Task details
Using the records below, output the stretch that opens with the line containing "pub async fn shutdown_all(&self)" and closes with the line containing "filename crates/larder-core/src/clock.rs", exactly and including both lines, with nothing more.

Information supplied
____

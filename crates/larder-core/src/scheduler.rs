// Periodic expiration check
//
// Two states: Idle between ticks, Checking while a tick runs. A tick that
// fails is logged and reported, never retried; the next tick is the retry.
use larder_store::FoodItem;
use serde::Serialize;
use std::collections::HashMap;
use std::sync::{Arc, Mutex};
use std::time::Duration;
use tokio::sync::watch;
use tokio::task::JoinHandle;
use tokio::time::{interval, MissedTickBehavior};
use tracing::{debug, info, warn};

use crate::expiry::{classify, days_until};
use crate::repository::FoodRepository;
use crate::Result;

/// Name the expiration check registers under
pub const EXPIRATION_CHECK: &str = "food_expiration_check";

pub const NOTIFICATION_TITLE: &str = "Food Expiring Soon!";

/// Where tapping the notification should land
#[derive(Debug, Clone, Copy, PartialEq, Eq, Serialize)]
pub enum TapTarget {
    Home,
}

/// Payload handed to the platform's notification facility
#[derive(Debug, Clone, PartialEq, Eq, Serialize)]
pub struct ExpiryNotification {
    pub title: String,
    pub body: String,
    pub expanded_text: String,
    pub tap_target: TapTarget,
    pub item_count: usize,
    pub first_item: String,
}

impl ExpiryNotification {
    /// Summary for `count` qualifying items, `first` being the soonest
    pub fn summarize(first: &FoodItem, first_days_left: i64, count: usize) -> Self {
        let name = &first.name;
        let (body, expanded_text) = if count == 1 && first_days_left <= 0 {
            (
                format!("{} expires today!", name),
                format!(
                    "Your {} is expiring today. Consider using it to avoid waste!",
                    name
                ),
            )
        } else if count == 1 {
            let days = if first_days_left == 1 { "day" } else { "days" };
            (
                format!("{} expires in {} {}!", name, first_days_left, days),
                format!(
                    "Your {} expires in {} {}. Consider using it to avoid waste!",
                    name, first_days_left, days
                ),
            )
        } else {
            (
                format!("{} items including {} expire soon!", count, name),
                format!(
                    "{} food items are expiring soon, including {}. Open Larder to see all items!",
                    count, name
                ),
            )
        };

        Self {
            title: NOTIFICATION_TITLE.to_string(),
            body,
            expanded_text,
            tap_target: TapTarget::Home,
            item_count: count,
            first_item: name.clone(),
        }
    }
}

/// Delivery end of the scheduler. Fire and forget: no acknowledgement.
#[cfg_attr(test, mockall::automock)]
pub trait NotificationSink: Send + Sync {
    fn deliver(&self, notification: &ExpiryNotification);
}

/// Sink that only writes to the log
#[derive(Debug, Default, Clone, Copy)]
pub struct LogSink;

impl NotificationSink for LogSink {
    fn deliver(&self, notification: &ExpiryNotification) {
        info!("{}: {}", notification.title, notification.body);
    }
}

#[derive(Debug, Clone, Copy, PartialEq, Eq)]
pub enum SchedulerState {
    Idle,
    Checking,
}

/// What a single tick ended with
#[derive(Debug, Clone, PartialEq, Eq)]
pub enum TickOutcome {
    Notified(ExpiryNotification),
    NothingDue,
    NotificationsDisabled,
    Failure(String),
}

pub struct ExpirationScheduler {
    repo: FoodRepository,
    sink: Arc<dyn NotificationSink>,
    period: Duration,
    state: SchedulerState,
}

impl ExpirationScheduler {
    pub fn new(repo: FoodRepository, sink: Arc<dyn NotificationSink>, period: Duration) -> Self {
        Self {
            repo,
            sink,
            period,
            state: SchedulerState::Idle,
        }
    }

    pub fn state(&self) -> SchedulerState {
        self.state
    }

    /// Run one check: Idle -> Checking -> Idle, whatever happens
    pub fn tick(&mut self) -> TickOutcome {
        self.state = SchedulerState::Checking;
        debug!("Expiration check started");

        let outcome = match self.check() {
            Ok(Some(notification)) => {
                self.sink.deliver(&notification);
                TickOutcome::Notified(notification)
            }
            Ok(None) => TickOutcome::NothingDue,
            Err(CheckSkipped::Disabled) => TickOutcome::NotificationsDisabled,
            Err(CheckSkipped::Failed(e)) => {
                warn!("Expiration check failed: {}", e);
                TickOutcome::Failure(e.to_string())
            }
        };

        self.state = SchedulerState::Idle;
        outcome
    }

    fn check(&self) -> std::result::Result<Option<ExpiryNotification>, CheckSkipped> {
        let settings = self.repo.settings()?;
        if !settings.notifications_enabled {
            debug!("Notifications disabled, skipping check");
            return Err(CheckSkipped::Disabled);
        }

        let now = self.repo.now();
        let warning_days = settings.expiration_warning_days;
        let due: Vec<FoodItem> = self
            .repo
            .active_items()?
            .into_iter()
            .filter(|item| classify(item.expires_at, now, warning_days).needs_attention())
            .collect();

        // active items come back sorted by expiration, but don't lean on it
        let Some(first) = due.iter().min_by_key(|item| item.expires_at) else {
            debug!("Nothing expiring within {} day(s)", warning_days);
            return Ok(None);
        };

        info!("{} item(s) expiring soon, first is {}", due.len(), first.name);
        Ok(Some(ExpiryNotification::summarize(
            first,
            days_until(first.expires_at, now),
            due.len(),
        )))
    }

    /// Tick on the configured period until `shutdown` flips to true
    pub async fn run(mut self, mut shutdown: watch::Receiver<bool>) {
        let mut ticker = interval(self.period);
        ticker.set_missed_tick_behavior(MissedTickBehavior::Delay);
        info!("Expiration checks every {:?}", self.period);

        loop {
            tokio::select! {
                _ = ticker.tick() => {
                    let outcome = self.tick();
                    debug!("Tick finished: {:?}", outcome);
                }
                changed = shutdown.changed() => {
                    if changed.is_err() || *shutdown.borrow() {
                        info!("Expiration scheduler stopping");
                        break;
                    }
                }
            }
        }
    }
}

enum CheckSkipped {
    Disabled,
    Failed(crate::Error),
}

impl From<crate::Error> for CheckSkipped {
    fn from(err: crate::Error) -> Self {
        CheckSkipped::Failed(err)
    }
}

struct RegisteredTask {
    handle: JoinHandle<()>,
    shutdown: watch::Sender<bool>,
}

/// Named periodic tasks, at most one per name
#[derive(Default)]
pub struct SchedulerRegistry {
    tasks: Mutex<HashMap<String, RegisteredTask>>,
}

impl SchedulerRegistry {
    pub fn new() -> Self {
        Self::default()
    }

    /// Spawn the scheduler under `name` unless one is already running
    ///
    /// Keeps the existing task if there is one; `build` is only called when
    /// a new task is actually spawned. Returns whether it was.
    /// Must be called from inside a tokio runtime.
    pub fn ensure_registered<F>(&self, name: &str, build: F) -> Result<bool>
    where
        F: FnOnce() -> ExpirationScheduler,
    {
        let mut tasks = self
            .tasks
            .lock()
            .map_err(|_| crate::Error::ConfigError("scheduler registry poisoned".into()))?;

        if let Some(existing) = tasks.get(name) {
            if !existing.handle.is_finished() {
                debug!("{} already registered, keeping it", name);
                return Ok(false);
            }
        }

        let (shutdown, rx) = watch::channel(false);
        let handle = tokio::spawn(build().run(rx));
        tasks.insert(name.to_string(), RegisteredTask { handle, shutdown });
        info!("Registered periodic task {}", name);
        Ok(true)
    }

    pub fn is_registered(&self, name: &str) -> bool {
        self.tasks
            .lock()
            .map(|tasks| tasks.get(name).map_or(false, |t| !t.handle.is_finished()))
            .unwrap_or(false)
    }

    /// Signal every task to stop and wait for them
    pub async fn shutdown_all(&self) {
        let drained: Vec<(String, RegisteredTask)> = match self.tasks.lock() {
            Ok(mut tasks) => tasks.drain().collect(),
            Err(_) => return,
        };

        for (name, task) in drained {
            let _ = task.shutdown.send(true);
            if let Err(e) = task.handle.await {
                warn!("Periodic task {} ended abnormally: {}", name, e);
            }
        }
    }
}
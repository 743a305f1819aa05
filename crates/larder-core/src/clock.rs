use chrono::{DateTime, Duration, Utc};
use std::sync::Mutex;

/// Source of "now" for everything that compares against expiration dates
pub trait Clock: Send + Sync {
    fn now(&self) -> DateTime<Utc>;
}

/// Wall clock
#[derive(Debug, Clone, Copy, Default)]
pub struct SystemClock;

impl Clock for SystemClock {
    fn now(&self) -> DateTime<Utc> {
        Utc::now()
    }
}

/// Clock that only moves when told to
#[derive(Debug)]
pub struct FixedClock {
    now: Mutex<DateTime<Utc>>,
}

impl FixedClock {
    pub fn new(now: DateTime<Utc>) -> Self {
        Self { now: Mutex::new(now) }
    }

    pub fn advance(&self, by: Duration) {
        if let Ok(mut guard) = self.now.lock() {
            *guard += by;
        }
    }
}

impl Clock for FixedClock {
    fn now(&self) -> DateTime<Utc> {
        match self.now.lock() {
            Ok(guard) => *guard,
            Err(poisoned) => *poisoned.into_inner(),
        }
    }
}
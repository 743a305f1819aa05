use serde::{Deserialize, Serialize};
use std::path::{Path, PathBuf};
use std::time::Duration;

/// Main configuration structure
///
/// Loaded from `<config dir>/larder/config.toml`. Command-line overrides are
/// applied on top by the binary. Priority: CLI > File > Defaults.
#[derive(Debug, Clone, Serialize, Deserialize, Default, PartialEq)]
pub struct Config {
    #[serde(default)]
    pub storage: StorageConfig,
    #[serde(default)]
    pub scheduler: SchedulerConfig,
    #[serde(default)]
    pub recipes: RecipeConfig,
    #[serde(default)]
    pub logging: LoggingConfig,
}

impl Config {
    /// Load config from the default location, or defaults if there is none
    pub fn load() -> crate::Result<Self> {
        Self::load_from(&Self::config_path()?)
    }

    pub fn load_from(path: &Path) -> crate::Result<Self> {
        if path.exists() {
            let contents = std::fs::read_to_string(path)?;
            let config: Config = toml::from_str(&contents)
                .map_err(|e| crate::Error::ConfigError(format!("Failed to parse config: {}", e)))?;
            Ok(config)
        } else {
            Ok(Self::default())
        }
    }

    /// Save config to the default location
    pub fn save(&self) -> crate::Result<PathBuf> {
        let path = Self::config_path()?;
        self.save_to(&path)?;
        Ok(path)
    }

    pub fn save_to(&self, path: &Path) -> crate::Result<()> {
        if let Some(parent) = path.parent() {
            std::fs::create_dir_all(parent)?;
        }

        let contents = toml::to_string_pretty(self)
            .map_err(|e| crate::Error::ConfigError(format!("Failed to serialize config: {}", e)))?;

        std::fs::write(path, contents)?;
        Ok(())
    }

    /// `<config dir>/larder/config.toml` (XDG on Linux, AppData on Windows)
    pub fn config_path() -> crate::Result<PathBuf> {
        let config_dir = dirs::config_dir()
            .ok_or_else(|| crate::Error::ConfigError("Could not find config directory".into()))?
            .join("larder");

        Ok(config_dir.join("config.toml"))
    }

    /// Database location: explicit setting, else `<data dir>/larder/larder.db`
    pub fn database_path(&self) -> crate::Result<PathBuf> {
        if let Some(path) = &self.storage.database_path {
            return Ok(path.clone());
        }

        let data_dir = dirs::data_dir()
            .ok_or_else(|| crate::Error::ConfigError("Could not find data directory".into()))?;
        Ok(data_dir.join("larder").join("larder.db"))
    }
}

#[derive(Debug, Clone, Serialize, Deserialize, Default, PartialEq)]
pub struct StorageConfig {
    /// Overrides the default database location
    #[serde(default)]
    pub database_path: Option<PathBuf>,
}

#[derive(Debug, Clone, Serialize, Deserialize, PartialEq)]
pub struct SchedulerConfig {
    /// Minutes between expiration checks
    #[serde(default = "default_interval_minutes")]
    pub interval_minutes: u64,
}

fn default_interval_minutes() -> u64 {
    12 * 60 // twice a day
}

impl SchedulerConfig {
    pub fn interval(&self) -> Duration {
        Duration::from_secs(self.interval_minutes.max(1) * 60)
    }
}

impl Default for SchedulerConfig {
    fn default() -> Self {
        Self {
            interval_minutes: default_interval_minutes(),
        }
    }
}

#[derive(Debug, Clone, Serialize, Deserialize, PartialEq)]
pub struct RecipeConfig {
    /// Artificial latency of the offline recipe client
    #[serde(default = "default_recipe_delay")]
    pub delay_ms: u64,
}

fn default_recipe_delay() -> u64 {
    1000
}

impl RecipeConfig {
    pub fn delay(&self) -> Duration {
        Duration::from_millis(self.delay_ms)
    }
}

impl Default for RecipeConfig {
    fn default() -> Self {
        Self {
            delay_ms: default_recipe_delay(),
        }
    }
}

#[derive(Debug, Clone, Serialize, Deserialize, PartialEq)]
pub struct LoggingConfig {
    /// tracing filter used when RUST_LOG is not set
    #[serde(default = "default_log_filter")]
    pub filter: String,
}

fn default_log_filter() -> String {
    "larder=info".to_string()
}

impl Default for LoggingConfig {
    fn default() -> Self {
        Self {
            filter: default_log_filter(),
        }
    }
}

____

Solution to this exercise
    pub async fn shutdown_all(&self) {
        let drained: Vec<(String, RegisteredTask)> = match self.tasks.lock() {
            Ok(mut tasks) => tasks.drain().collect(),
            Err(_) => return,
        };

        for (name, task) in drained {
            let _ = task.shutdown.send(true);
            if let Err(e) = task.handle.await {
                warn!("Periodic task {} ended abnormally: {}", name, e);
            }
        }
    }
}
repository 743a305f1819aa05
filename crates/larder-core/src/clock.rs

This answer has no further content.